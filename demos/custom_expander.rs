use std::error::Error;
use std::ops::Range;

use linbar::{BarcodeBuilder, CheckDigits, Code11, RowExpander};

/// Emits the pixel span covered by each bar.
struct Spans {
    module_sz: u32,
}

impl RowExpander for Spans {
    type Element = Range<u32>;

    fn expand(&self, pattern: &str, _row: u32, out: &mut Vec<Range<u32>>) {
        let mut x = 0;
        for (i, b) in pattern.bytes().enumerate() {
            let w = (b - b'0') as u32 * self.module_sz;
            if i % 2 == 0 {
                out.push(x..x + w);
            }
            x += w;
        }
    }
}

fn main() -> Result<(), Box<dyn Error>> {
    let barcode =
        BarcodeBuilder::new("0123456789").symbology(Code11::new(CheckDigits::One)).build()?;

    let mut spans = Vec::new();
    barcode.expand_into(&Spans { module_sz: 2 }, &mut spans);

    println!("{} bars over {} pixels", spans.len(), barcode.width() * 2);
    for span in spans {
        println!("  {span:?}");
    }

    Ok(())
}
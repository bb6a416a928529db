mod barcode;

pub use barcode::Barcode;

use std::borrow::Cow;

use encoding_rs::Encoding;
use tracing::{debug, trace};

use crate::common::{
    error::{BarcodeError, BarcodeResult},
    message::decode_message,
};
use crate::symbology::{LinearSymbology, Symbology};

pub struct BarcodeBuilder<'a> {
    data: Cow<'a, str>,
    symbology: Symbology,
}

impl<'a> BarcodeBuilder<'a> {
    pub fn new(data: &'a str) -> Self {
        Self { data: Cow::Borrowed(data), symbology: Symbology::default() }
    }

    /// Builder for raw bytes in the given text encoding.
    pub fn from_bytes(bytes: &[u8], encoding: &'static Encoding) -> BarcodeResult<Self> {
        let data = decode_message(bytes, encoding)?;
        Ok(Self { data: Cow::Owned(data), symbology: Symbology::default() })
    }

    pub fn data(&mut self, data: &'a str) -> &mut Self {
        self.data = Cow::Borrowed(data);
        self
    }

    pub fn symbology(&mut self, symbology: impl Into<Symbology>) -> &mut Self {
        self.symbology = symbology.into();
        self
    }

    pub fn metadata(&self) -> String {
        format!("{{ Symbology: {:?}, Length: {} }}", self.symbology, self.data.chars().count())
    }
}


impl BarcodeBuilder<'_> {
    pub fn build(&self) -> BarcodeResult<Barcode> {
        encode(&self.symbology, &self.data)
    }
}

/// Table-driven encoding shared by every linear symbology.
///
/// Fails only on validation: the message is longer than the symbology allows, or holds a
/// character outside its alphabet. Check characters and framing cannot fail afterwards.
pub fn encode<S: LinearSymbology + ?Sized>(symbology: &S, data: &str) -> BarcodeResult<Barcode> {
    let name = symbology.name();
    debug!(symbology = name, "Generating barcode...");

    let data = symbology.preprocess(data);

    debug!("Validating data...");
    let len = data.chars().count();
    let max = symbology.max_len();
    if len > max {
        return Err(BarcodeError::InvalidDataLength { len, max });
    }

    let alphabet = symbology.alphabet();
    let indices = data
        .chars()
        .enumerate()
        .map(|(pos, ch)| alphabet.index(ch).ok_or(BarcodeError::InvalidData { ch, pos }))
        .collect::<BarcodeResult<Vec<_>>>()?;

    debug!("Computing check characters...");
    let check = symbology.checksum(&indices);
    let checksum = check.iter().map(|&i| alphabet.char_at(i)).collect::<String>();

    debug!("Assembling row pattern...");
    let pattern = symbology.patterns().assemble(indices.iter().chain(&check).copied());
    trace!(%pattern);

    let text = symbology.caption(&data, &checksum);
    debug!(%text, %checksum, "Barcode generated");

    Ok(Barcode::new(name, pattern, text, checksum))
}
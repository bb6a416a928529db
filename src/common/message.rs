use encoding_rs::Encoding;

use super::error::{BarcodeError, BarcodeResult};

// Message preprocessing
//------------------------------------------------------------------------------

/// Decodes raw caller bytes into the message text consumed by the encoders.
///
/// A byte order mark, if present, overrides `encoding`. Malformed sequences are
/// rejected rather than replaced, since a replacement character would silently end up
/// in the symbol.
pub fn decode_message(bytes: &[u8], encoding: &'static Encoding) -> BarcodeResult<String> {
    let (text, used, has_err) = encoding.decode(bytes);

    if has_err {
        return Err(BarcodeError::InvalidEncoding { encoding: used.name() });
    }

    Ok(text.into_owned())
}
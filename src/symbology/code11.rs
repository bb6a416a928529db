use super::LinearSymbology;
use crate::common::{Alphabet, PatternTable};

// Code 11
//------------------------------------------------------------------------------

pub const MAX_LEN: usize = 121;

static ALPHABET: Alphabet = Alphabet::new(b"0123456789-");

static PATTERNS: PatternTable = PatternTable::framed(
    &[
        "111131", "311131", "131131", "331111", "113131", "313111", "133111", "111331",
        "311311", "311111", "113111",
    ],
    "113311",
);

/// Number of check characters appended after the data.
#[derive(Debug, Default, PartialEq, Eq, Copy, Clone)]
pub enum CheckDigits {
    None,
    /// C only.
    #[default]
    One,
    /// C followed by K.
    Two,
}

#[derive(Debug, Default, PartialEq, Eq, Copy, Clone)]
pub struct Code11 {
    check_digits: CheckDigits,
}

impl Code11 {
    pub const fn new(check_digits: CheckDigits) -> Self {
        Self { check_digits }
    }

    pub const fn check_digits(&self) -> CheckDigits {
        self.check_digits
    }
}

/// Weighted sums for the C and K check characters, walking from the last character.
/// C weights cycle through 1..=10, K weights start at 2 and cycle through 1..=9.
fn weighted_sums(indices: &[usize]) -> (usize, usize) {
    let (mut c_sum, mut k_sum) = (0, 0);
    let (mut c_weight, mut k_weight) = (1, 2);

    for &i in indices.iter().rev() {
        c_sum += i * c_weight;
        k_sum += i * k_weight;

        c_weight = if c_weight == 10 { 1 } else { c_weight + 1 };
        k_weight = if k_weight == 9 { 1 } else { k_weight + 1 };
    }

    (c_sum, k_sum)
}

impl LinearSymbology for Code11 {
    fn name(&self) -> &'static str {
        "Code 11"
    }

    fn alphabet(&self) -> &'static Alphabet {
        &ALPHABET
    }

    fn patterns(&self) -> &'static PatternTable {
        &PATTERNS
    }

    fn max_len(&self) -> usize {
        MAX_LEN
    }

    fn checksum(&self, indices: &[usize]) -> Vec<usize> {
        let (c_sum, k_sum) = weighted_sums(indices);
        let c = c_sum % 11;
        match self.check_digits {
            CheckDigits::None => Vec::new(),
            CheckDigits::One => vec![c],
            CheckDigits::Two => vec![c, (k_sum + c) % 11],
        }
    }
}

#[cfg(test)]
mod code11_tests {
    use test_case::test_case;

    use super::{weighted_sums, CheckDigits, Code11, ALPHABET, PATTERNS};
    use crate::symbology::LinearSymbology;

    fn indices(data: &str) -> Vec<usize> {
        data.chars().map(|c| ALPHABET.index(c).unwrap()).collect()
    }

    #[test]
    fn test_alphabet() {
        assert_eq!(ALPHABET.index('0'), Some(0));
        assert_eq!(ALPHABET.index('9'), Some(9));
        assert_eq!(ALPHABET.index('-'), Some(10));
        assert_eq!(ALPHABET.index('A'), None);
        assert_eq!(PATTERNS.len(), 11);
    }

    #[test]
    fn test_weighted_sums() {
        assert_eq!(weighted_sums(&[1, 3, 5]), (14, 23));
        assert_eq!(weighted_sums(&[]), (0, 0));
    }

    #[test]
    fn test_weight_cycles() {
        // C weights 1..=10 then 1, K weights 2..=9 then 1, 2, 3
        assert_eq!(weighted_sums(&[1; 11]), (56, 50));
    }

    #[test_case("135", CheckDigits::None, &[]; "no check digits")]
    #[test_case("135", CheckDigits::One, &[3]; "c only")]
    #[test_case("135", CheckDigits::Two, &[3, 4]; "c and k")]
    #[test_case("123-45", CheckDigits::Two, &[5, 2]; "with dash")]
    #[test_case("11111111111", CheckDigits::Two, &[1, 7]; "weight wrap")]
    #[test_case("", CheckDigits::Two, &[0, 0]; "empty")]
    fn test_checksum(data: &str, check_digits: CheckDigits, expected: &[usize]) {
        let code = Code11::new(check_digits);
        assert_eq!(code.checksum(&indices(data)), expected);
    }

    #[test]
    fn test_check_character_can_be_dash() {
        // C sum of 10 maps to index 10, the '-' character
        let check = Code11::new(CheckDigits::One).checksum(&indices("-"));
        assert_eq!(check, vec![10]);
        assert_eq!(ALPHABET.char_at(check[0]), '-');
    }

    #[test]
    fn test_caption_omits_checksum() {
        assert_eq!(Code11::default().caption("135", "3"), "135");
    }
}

————————

Exercise description:
Starting at the first line of the records, print each line exactly, stopping after the line that contains "fn expand(&self, pattern: &str, _row: u32, out: &mut".

Solution below:
filename demos/custom_expander.rs
use std::error::Error;
use std::ops::Range;

use linbar::{BarcodeBuilder, CheckDigits, Code11, RowExpander};

/// Emits the pixel span covered by each bar.
struct Spans {
    module_sz: u32,
}

impl RowExpander for Spans {
    type Element = Range<u32>;

    fn expand(&self, pattern: &str, _row: u32, out: &mut Vec<Range<u32>>) {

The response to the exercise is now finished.